Recently when I was on the water surveying for dolphins, a man on a boat said there was a dead mama manatee with its baby clinging to it. Mom was hit by a boat, he shouted through cupped hands.

Lovely. I tapped into the stranding network, making phone calls from the boat. But guess who got elected, by default, to go find the corpse and inconsolable calf. Right.

I found them under a bridge in a very long narrow channel of the Intercoastal Waterway.

They looked like logs at the surface. But they were more like icebergs: Most of the story was hidden. It was impossible to see how many there were.

Two men in a shallow johnboat hovered over them, petting them. I hit the horn. They backed off instantly. They must’ve known they were wrong to pet manatees.

Manatees are endangered. That means two things. One, you stay 100 yards from them. Two, if we don’t STOP the way we’re handling them, they WILL go extinct. Our choice.

It’s such a pity. It’s a pity I had to honk. Manatees will let you pet them. It’s something in their exotic social psychology: up to a ton of open-mindedness! They’re the only free-ranging mammals I can think of who aren’t afraid of people. That makes them our last connection to the Garden of Eden. It’s a pity we can’t see that.

It’s a pity not everyone could pet a manatee. The connection would be forged. People would know what they were protecting. It would probably make our waterways safer.

It’s a pity that the manatees are in such danger because some people’s idea of Eden is going as fast as they damn well please in boats regardless of anybody else (other animals, other boats) or buying boats with a design that makes it impossible for boat captains to see what or who is at the bow.

I settled in to watch a two-hour special on ManateeVee and made innumerable phone calls to Donna Szemer of the Florida Wildlife Commission Marine Mammal Pathology Lab. I know dolphins, I told her, but not manatees. I think you better come out here.

Ok, we can do that. But first, is the mom dead or alive, she asked. Donna had the difficult job of walking me through a manatee observation. She would try valiantly to help me help her decide if the manatee mom was wounded, dead or in an orgy. Evidently, manatee sex can resemble coma!

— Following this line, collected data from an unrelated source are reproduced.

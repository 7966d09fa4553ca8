use axum::extract::{Path, State};
use axum::routing::get;
use axum::{Json, Router};

use crate::cache::{self, keys, Cache};
use crate::providers::mbta::{AlertEntity, FeedClient, LiveVehicle, TripUpdateEntity};

use super::error::{ApiError, ErrorResponse};

#[derive(Clone)]
pub struct RealtimeState {
    pub cache: Cache,
    pub feeds: FeedClient,
}

/// Live vehicles on a route
#[utoipa::path(
    get,
    path = "/live/{route_id}",
    params(("route_id" = String, Path, description = "GTFS route identifier")),
    responses(
        (status = 200, description = "Vehicles currently on the route", body = Vec<LiveVehicle>),
        (status = 500, description = "Feed unavailable", body = ErrorResponse)
    ),
    tag = "realtime"
)]
pub async fn live_vehicles(
    State(state): State<RealtimeState>,
    Path(route_id): Path<String>,
) -> Result<Json<Vec<LiveVehicle>>, ApiError> {
    let vehicles = cache::read_through(
        &state.cache,
        &keys::live_vehicles(&route_id),
        cache::TTL_LIVE_VEHICLES,
        || async { Ok::<_, ApiError>(state.feeds.vehicle_positions(&route_id).await?) },
    )
    .await?;

    Ok(Json(vehicles))
}

/// All current service alerts
#[utoipa::path(
    get,
    path = "/alerts",
    responses(
        (status = 200, description = "Full alert list from the agency feed", body = Vec<AlertEntity>),
        (status = 500, description = "Feed unavailable", body = ErrorResponse)
    ),
    tag = "realtime"
)]
pub async fn alerts(
    State(state): State<RealtimeState>,
) -> Result<Json<Vec<AlertEntity>>, ApiError> {
    let alerts = cache::read_through(&state.cache, &keys::alerts(), cache::TTL_ALERTS, || async {
        Ok::<_, ApiError>(state.feeds.alerts().await?)
    })
    .await?;

    Ok(Json(alerts))
}

/// Trip updates for a route
#[utoipa::path(
    get,
    path = "/trip-updates/{route_id}",
    params(("route_id" = String, Path, description = "GTFS route identifier")),
    responses(
        (status = 200, description = "Trip updates for the route", body = Vec<TripUpdateEntity>),
        (status = 500, description = "Feed unavailable", body = ErrorResponse)
    ),
    tag = "realtime"
)]
pub async fn trip_updates(
    State(state): State<RealtimeState>,
    Path(route_id): Path<String>,
) -> Result<Json<Vec<TripUpdateEntity>>, ApiError> {
    let updates = cache::read_through(
        &state.cache,
        &keys::trip_updates(&route_id),
        cache::TTL_TRIP_UPDATES,
        || async { Ok::<_, ApiError>(state.feeds.trip_updates(&route_id).await?) },
    )
    .await?;

    Ok(Json(updates))
}

pub fn router(cache: Cache, feeds: FeedClient) -> Router {
    let state = RealtimeState { cache, feeds };
    Router::new()
        .route("/live/{route_id}", get(live_vehicles))
        .route("/alerts", get(alerts))
        .route("/trip-updates/{route_id}", get(trip_updates))
        .with_state(state)
}
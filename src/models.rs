//! Row and response types shared between the relational read layer and the
//! HTTP handlers. Fields whose source column may be absent are `Option`,
//! never a zero default.

use chrono::{DateTime, Utc};
use serde::{Deserialize, Serialize};
use sqlx::FromRow;
use utoipa::ToSchema;

#[derive(Debug, Clone, Serialize, Deserialize, FromRow, ToSchema)]
pub struct Route {
    pub route_id: String,
    pub short_name: String,
    pub long_name: String,
    pub route_type: Option<i32>,
}

#[derive(Debug, Clone, Serialize, Deserialize, FromRow, ToSchema)]
pub struct Stop {
    pub stop_id: String,
    pub stop_name: String,
    #[serde(skip_serializing_if = "Option::is_none")]
    pub lat: Option<f64>,
    #[serde(skip_serializing_if = "Option::is_none")]
    pub lon: Option<f64>,
}

#[derive(Debug, Clone, Serialize, Deserialize, FromRow, ToSchema)]
pub struct Trip {
    pub trip_id: String,
    pub route_id: String,
    pub service_id: String,
    pub trip_headsign: Option<String>,
}

#[derive(Debug, Clone, Serialize, FromRow, ToSchema)]
pub struct User {
    pub id: i32,
    pub username: String,
    pub created_at: DateTime<Utc>,
}

/// The two kinds of item a user may favorite. Enforced at the API boundary;
/// storage keeps plain text.
#[derive(Debug, Clone, Copy, PartialEq, Eq, Serialize, Deserialize, ToSchema)]
#[serde(rename_all = "lowercase")]
pub enum FavoriteKind {
    Route,
    Stop,
}

impl FavoriteKind {
    pub fn as_str(&self) -> &'static str {
        match self {
            FavoriteKind::Route => "route",
            FavoriteKind::Stop => "stop",
        }
    }

    pub fn parse(s: &str) -> Option<Self> {
        match s {
            "route" => Some(FavoriteKind::Route),
            "stop" => Some(FavoriteKind::Stop),
            _ => None,
        }
    }
}

#[derive(Debug, Clone, Serialize, FromRow, ToSchema)]
pub struct Favorite {
    pub id: i32,
    #[serde(rename = "type")]
    #[sqlx(rename = "type")]
    pub kind: String,
    pub item_id: String,
    /// Display name, resolved against routes for route favorites.
    #[serde(skip_serializing_if = "Option::is_none")]
    pub item_name: Option<String>,
}

#[cfg(test)]
mod tests {
    use super::*;

    #[test]
    fn favorite_kind_parse_accepts_only_route_and_stop() {
        assert_eq!(FavoriteKind::parse("route"), Some(FavoriteKind::Route));
        assert_eq!(FavoriteKind::parse("stop"), Some(FavoriteKind::Stop));
        assert_eq!(FavoriteKind::parse("bus"), None);
        assert_eq!(FavoriteKind::parse(""), None);
        assert_eq!(FavoriteKind::parse("Route"), None);
    }

    #[test]
    fn favorite_kind_serde_round_trip_is_lowercase() {
        let json = serde_json::to_string(&FavoriteKind::Route).unwrap();
        assert_eq!(json, "\"route\"");
        let back: FavoriteKind = serde_json::from_str("\"stop\"").unwrap();
        assert_eq!(back, FavoriteKind::Stop);
        assert!(serde_json::from_str::<FavoriteKind>("\"bus\"").is_err());
    }

    #[test]
    fn stop_omits_absent_coordinates() {
        let stop = Stop {
            stop_id: "place-a".into(),
            stop_name: "Alewife".into(),
            lat: None,
            lon: None,
        };
        let json = serde_json::to_value(&stop).unwrap();
        assert!(json.get("lat").is_none());
        assert!(json.get("lon").is_none());

        let stop = Stop {
            lat: Some(42.39),
            lon: Some(-71.14),
            ..stop
        };
        let json = serde_json::to_value(&stop).unwrap();
        assert_eq!(json["lat"], 42.39);
        assert_eq!(json["lon"], -71.14);
    }
}
//! Progress indicators using indicatif

#![allow(clippy::expect_used)] // Templates are compile-time constants

use std::time::Duration;

use indicatif::{ProgressBar, ProgressStyle};

/// Create a spinner for indeterminate progress.
///
/// # Panics
///
/// Panics if the spinner template string is invalid (it is a compile-time constant and will not panic).
#[must_use]
pub fn spinner(msg: &str) -> ProgressBar {
    let pb = ProgressBar::new_spinner();
    pb.set_style(
        ProgressStyle::default_spinner()
            .tick_strings(&["⠋", "⠙", "⠹", "⠸", "⠼", "⠴", "⠦", "⠧", "⠇", "⠏", "⠿"])
            .template("  {spinner:.cyan} {msg}")
            .expect("valid template"),
    );
    pb.set_message(msg.to_string());
    pb.enable_steady_tick(Duration::from_millis(80));
    pb
}

/// Finish a spinner with a checkmark on the left.
pub fn finish_ok(pb: &ProgressBar, msg: &str) {
    pb.set_style(
        ProgressStyle::default_spinner()
            .template("  {prefix} {msg}")
            .expect("valid template"),
    );
    pb.set_prefix("✓");
    pb.finish_with_message(msg.to_string());
}

/// Finish a spinner with a cross on the left.
pub fn finish_error(pb: &ProgressBar, msg: &str) {
    pb.set_style(
        ProgressStyle::default_spinner()
            .template("  {prefix} {msg}")
            .expect("valid template"),
    );
    pb.set_prefix("✗");
    pb.abandon_with_message(msg.to_string());
}
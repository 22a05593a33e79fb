//! Unit tests for stackctl CLI
//!
//! These tests use mocked dependencies and run fast without external I/O.

mod architecture;
mod env_assembly;
mod helpers;
mod mocks;
mod property_tests;
mod status_service;
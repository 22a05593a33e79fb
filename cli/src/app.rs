//! Application context: unified state passed to every command handler.
//!
//! Adding a new cross-cutting concern requires only one field change here;
//! command signatures stay the same.

use std::path::PathBuf;

use anyhow::Result;

use crate::domain::manifest::Manifest;
use crate::infra::command_runner::TokioCommandRunner;
use crate::infra::manifest::{load_manifest, resolve_path};
use crate::infra::secret_store::ProviderSecretStore;
use crate::infra::state::StateManager;
use crate::output::{HumanRenderer, JsonRenderer, OutputContext, Renderer, TerminalReporter};

/// Output rendering mode.
#[derive(Debug, Clone, Copy, PartialEq, Eq)]
pub enum OutputMode {
    /// Human-readable terminal output (default).
    Human,
    /// Machine-readable JSON output.
    Json,
}

/// Output rendering flags.
pub struct OutputFlags {
    /// Disable ANSI color output.
    pub no_color: bool,
    /// Suppress non-error output.
    pub quiet: bool,
    /// Enable JSON output mode.
    pub json: bool,
}

/// Behaviour flags.
pub struct BehaviourFlags {
    /// Skip interactive prompts (also set by `CI` / `STACKCTL_YES` env vars).
    pub yes: bool,
    /// Explicit manifest path (`-f` / `STACKCTL_MANIFEST`).
    pub manifest: Option<PathBuf>,
}

/// Flags passed from the top-level CLI to `AppContext::new`.
pub struct AppFlags {
    /// Output rendering options.
    pub output: OutputFlags,
    /// Behaviour options.
    pub behaviour: BehaviourFlags,
}

/// Unified application context passed to every command handler.
pub struct AppContext {
    /// Terminal output context (colors, quiet mode).
    ///
    /// Quiet is forced in JSON mode so progress lines never mix with the
    /// JSON document on stdout.
    pub output: OutputContext,
    /// Output rendering mode (human vs JSON).
    pub mode: OutputMode,
    /// Process runner for the container engine and cloud CLIs.
    pub runner: TokioCommandRunner,
    /// Manifest to load.
    pub manifest_path: PathBuf,
    /// When `true`, skip interactive prompts and use defaults.
    ///
    /// Set when `--yes` / `-y` is passed, or when the `CI` or `STACKCTL_YES`
    /// environment variables are present.
    pub non_interactive: bool,
}

impl AppContext {
    /// Construct an `AppContext` from top-level CLI flags.
    #[must_use]
    pub fn new(flags: &AppFlags) -> Self {
        let ci_env = std::env::var("CI").is_ok() || std::env::var("STACKCTL_YES").is_ok();
        let non_interactive = flags.behaviour.yes || ci_env;

        let mode = if flags.output.json {
            OutputMode::Json
        } else {
            OutputMode::Human
        };
        let quiet = flags.output.quiet || flags.output.json;

        Self {
            output: OutputContext::new(flags.output.no_color, quiet),
            mode,
            runner: TokioCommandRunner::default(),
            manifest_path: resolve_path(flags.behaviour.manifest.as_deref()),
            non_interactive,
        }
    }

    /// Returns `true` when JSON output mode is active.
    #[must_use]
    pub fn is_json(&self) -> bool {
        self.mode == OutputMode::Json
    }

    /// Returns the appropriate `Renderer` variant for the current output mode.
    #[must_use]
    pub fn renderer(&self) -> Renderer<'_> {
        match self.mode {
            OutputMode::Human => Renderer::Human(HumanRenderer::new(&self.output)),
            OutputMode::Json => Renderer::Json(JsonRenderer),
        }
    }

    /// Progress reporter handed to application services.
    #[must_use]
    pub fn reporter(&self) -> TerminalReporter<'_> {
        TerminalReporter::new(&self.output)
    }

    /// Load and validate the manifest at `manifest_path`.
    ///
    /// # Errors
    ///
    /// Returns an error if the manifest is missing, malformed or invalid.
    pub fn manifest(&self) -> Result<Manifest> {
        load_manifest(&self.manifest_path)
    }

    /// Secret store selected by the manifest.
    #[must_use]
    pub fn secret_store(&self, manifest: &Manifest) -> ProviderSecretStore<TokioCommandRunner> {
        ProviderSecretStore::from_config(&manifest.secrets, self.runner)
    }

    /// Deployment record store under the manifest's output directory.
    #[must_use]
    pub fn state_store(&self, manifest: &Manifest) -> StateManager {
        StateManager::with_path(manifest.state_path())
    }

    /// Ask the user for confirmation.
    ///
    /// When `non_interactive` is `true` (CI, `--yes` flag, or `STACKCTL_YES`
    /// env), returns `default` immediately without prompting.
    ///
    /// # Errors
    ///
    /// Returns an error if the terminal prompt fails (e.g. no TTY available).
    pub fn confirm(&self, prompt: &str, default: bool) -> Result<bool> {
        if self.non_interactive {
            return Ok(default);
        }
        let confirmed = dialoguer::Confirm::new()
            .with_prompt(prompt)
            .default(default)
            .interact()?;
        Ok(confirmed)
    }
}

Dead or alive is usually a simple question. If you have heart troubles, go watch manatees. They move so languidly, so smoothly, so beautifully, they reduce blood pressure like no other.

It took a surprisingly long time to decide that there were three manatees there - two adults and a calf. Two were nudging and hugging and holding the third between them, Mom. And they stayed at the surface! I wish I knew how common that behavior was.

Mom didn’t move. I could see the parallel glare of boat propeller slashes on her hips. Of great girth, she lay facedown in the water. I waited for her to breathe.

The other adult, Lover, must have been an old veteran indeed. From skull to hips, he was covered with growth like someone wove a mosaic of little white round shells, filled the crannies with moss and draped it over Lover like a king’s cape. He even wore a crown of shells.

He clung to Mom like life itself. He usually lay along her side, resting his head on her, with a giant flipper over her back. You could see his shoulder as he slung his arm around her.

The light-gray calf was an older calf. Its belly was covered with white slashes: Calf knew the sharp shells hidden among sea grass meadows. Like Lover, Calf hovered around Mom, moving along her body and stroking with that mushy mug-of-a-face.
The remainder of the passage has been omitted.